Melissa Mohr’s Holy Sh*t: A Brief History of Swearing manages to be both informative and laugh-out-loud funny at the same time. In it, she examines the origins of the vulgarisms we use in everyday life.

Mohr looks at the obscenities of ancient Rome — which were remarkably similar to our own — and unearths the history of religious oaths in the Middle Ages, when swearing (or not swearing) an oath was often a matter of life and death. She discusses the advancement of civility and corresponding censorship of language in the 18th century, the rise of racial slurs after World War II, the physiological effects of swearing (increased heart rate and greater pain tolerance), and answers a question that preoccupies the FCC, the US Senate, and anyone who has overheard young children at a playground: are we swearing more now than people did in the past?

The book is quirky, hilarious, and it just might expand your repertoire of words to choose from the next time you slam your finger in the car door.

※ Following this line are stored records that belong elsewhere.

#[async_trait]
impl HerdStore for MemoryStore {
    fn backend(&self) -> &'static str {
        "memory"
    }

    async fn ping(&self) -> StoreResult<()> {
        Ok(())
    }

    // ------------------------------------------------------------------ users

    async fn create_user(&self, user: NewUser) -> StoreResult<User> {
        let mut tables = self.tables.write().await;

        if tables.users.values().any(|u| u.email == user.email) {
            return Err(StoreError::Conflict(format!("User '{}' already exists", user.email)));
        }

        let id = tables.next_id();
        let created = User {
            id,
            email: user.email,
            name: user.name,
            phone: user.phone,
            password_hash: user.password_hash,
            is_active: true,
            is_staff: user.is_staff,
            is_superuser: user.is_superuser,
            created: Utc::now(),
        };
        tables.users.insert(id, created.clone());
        Ok(created)
    }

    async fn find_user_by_email(&self, email: &str) -> StoreResult<Option<User>> {
        let tables = self.tables.read().await;
        Ok(tables.users.values().find(|u| u.email == email).cloned())
    }

    async fn find_user_by_token(&self, key: &str) -> StoreResult<Option<User>> {
        let tables = self.tables.read().await;
        Ok(tables
            .tokens
            .get(key)
            .and_then(|id| tables.users.get(id))
            .cloned())
    }

    async fn update_user(&self, id: UserId, changes: UserChanges) -> StoreResult<User> {
        let mut tables = self.tables.write().await;
        let user = tables
            .users
            .get_mut(&id)
            .ok_or_else(|| StoreError::not_found("User", id))?;

        if let Some(name) = changes.name {
            user.name = name;
        }
        if let Some(phone) = changes.phone {
            user.phone = phone;
        }
        if let Some(hash) = changes.password_hash {
            user.password_hash = hash;
        }
        if let Some(active) = changes.is_active {
            user.is_active = active;
        }

        Ok(user.clone())
    }

    async fn get_or_create_token(&self, id: UserId, candidate: &str) -> StoreResult<String> {
        let mut tables = self.tables.write().await;

        if !tables.users.contains_key(&id) {
            return Err(StoreError::not_found("User", id));
        }
        if let Some((key, _)) = tables.tokens.iter().find(|(_, owner)| **owner == id) {
            return Ok(key.clone());
        }

        tables.tokens.insert(candidate.to_string(), id);
        Ok(candidate.to_string())
    }

    // ------------------------------------------------------------------- tags

    async fn list_tags(&self, owner: UserId, filter: TagFilter) -> StoreResult<Vec<Tag>> {
        let tables = self.tables.read().await;

        let assigned: BTreeSet<i64> = tables
            .bovids
            .values()
            .filter(|b| b.user_id == owner)
            .flat_map(|b| b.tag_ids.iter().copied())
            .collect();

        let mut tags: Vec<Tag> = tables
            .tags
            .values()
            .filter(|t| t.user_id == owner)
            .filter(|t| !filter.assigned_only || assigned.contains(&t.id))
            .cloned()
            .collect();

        // Byte-wise, like `COLLATE "C"` in the Postgres backend
        tags.sort_by(|a, b| b.name.cmp(&a.name).then(b.id.cmp(&a.id)));
        Ok(tags)
    }

    async fn create_tag(&self, owner: UserId, name: &str) -> StoreResult<Tag> {
        let mut tables = self.tables.write().await;
        let id = tables.next_id();
        let tag = Tag {
            id,
            name: name.to_string(),
            user_id: owner,
        };
        tables.tags.insert(id, tag.clone());
        Ok(tag)
    }

    async fn find_tags(&self, owner: UserId, ids: &[i64]) -> StoreResult<Vec<Tag>> {
        let tables = self.tables.read().await;
        Ok(tables
            .owned_tag_ids(owner, ids)
            .iter()
            .filter_map(|id| tables.tags.get(id).cloned())
            .collect())
    }

    // ----------------------------------------------------------------- bovids

    async fn list_bovids(&self, owner: UserId, filter: &BovidFilter) -> StoreResult<Vec<Bovid>> {
        let tables = self.tables.read().await;

        Ok(tables
            .bovids
            .values()
            .rev()
            .filter(|b| b.user_id == owner)
            .filter(|b| match &filter.tag_ids {
                Some(wanted) => b.tag_ids.iter().any(|id| wanted.contains(id)),
                None => true,
            })
            .cloned()
            .collect())
    }

    async fn get_bovid(&self, owner: UserId, id: i64) -> StoreResult<Option<Bovid>> {
        let tables = self.tables.read().await;
        Ok(tables.bovids.get(&id).filter(|b| b.user_id == owner).cloned())
    }

    async fn create_bovid(&self, owner: UserId, fields: BovidFields) -> StoreResult<Bovid> {
        let mut tables = self.tables.write().await;

        let tag_ids = tables.owned_tag_ids(owner, &fields.tag_ids);
        let id = tables.next_id();
        let now = Utc::now();
        let mut bovid = Bovid {
            id,
            user_id: owner,
            mothers_name: String::new(),
            fathers_name: String::new(),
            type_of_bovid: String::new(),
            breed: String::new(),
            name: String::new(),
            breeder: String::new(),
            price: None,
            date_of_birth: None,
            date_of_death: None,
            date_of_purchase: None,
            date_sold: None,
            image: None,
            created: now,
            updated: now,
            tag_ids: Vec::new(),
        };
        apply_fields(&mut bovid, fields, tag_ids);
        bovid.updated = now;

        tables.bovids.insert(id, bovid.clone());
        Ok(bovid)
    }

    async fn update_bovid(
        &self,
        owner: UserId,
        id: i64,
        fields: BovidFields,
    ) -> StoreResult<Option<Bovid>> {
        let mut tables = self.tables.write().await;

        let tag_ids = tables.owned_tag_ids(owner, &fields.tag_ids);
        Ok(tables.owned_bovid(owner, id).map(|bovid| {
            apply_fields(bovid, fields, tag_ids);
            bovid.clone()
        }))
    }

    async fn set_bovid_image(
        &self,
        owner: UserId,
        id: i64,
        image: Option<String>,
    ) -> StoreResult<Option<Bovid>> {
        let mut tables = self.tables.write().await;
        Ok(tables.owned_bovid(owner, id).map(|bovid| {
            bovid.image = image;
            bovid.updated = Utc::now();
            bovid.clone()
        }))
    }

    async fn delete_bovid(&self, owner: UserId, id: i64) -> StoreResult<Option<Bovid>> {
        let mut tables = self.tables.write().await;

        if tables.owned_bovid(owner, id).is_none() {
            return Ok(None);
        }

        let removed = tables.bovids.remove(&id);
        tables.events.retain(|_, e| e.bovid_id != id);
        Ok(removed)
    }

    // ------------------------------------------------------------ life events

    async fn list_events(&self, owner: UserId, filter: EventFilter) -> StoreResult<Vec<LifeEvent>> {
        let tables = self.tables.read().await;
        Ok(tables
            .events
            .values()
            .filter(|e| e.user_id == owner)
            .filter(|e| filter.bovid_id.map_or(true, |id| e.bovid_id == id))
            .cloned()
            .collect())
    }

    async fn create_event(&self, owner: UserId, event: NewLifeEvent) -> StoreResult<LifeEvent> {
        let mut tables = self.tables.write().await;

        let owned = tables
            .bovids
            .get(&event.bovid_id)
            .is_some_and(|b| b.user_id == owner);
        if !owned {
            return Err(StoreError::not_found("Bovid", event.bovid_id));
        }

        let id = tables.next_id();
        let created = LifeEvent {
            id,
            bovid_id: event.bovid_id,
            user_id: owner,
            event_type: event.event_type,
            notes: event.notes,
            event_date: event.event_date,
            created: Utc::now(),
        };
        tables.events.insert(id, created.clone());
        Ok(created)
    }
}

A new collection of steamy gay erotica is sure to have readers even more hot and bothered this summer.

Sensual Travels: The Best of Gay Travel Erotica edited by Michael Luongo features stories about sexual encounters that span a variety of countries, including Spain, Russia, France, Japan, Lebanon, Brazil, and more. Whether traversing desert sands, steamy jungles, or the urban playground, these erotic encounters all have one thing in common: they pack a very sexual punch.

Contributors to the book include Felice Picano, a member of the original Violet Quill group, and fellow Lambda Literary Award winners Lawrence Schimel and Trebor Healey, along with erotic writers Simon Sheppard and Sebastian V, the actor Jesse Archer, and several others.

The guilty pleasure is available in paperback or as an e-book, and is worth the money for the cover art alone (which, by the way, we had to crop because the model’s throbbing member violated our site’s guidelines.)

For nearly a century, The Great Gatsby has enthralled readers as the defining work of the jazz era: optimism, booze, excess, destruction. Few people have embodied the zeitgeist of the roaring 20s as well as F. Scott Fitzgerald and his wife Zelda. While countless authors have struggled to paint a picture of the Fitzgeralds and their oft turbulent and self-destructive marriage, Therese Ann Fowler’s decision to recount the life of Zelda Fitzgerald through a fictional lens in Z: A Novel of Zelda Fitzgerald allows her to build a narrative of the Southern debutante turned flapper celebrity that is utterly engrossing, hauntingly realistic, and entirely devastating.

From Zelda’s upbringing in small-town Montgomery, to the underground jazz halls of prohibition New York City, to Gertrude Stein’s Parisian artists’ salon, to coastal mansions in the French Riviera, Fowler takes readers on an adventure they won’t soon forget. We come to know Zelda as more than the spouse of a literary giant, but instead, as an artist in her own right — at the time, many of her own writings were published under her husband’s name. A woman ahead of her time, Fowler positions Zelda’s desire to establish herself as independent from her husband as her Achilles heel that ultimately elicits scorn from her family and friends.

Queer author Peter Cameron’s 2012 novel Coral Glynn tells the story of a woman who arrives at Hart House, an isolated English manor, the in very wet spring of 1950. Coral is sent to nurse the elderly Mrs. Hart, who is dying of cancer. Hart House is also inhabited by an odd group of people: disgruntled housekeeper Mrs. Prence, Major Clement Hart, and Mrs. Hart’s war-ravaged son, who is struggling to come to terms with his latent homosexuality. When a something goes violently awry in the woods surrounding Hart House, a great shadow descends upon its inhabitants.

A period novel observed through a refreshingly gimlet eye, Coral Glynn explores how quickly need and desire can blossom into love, and just as quickly transform into something less categorical.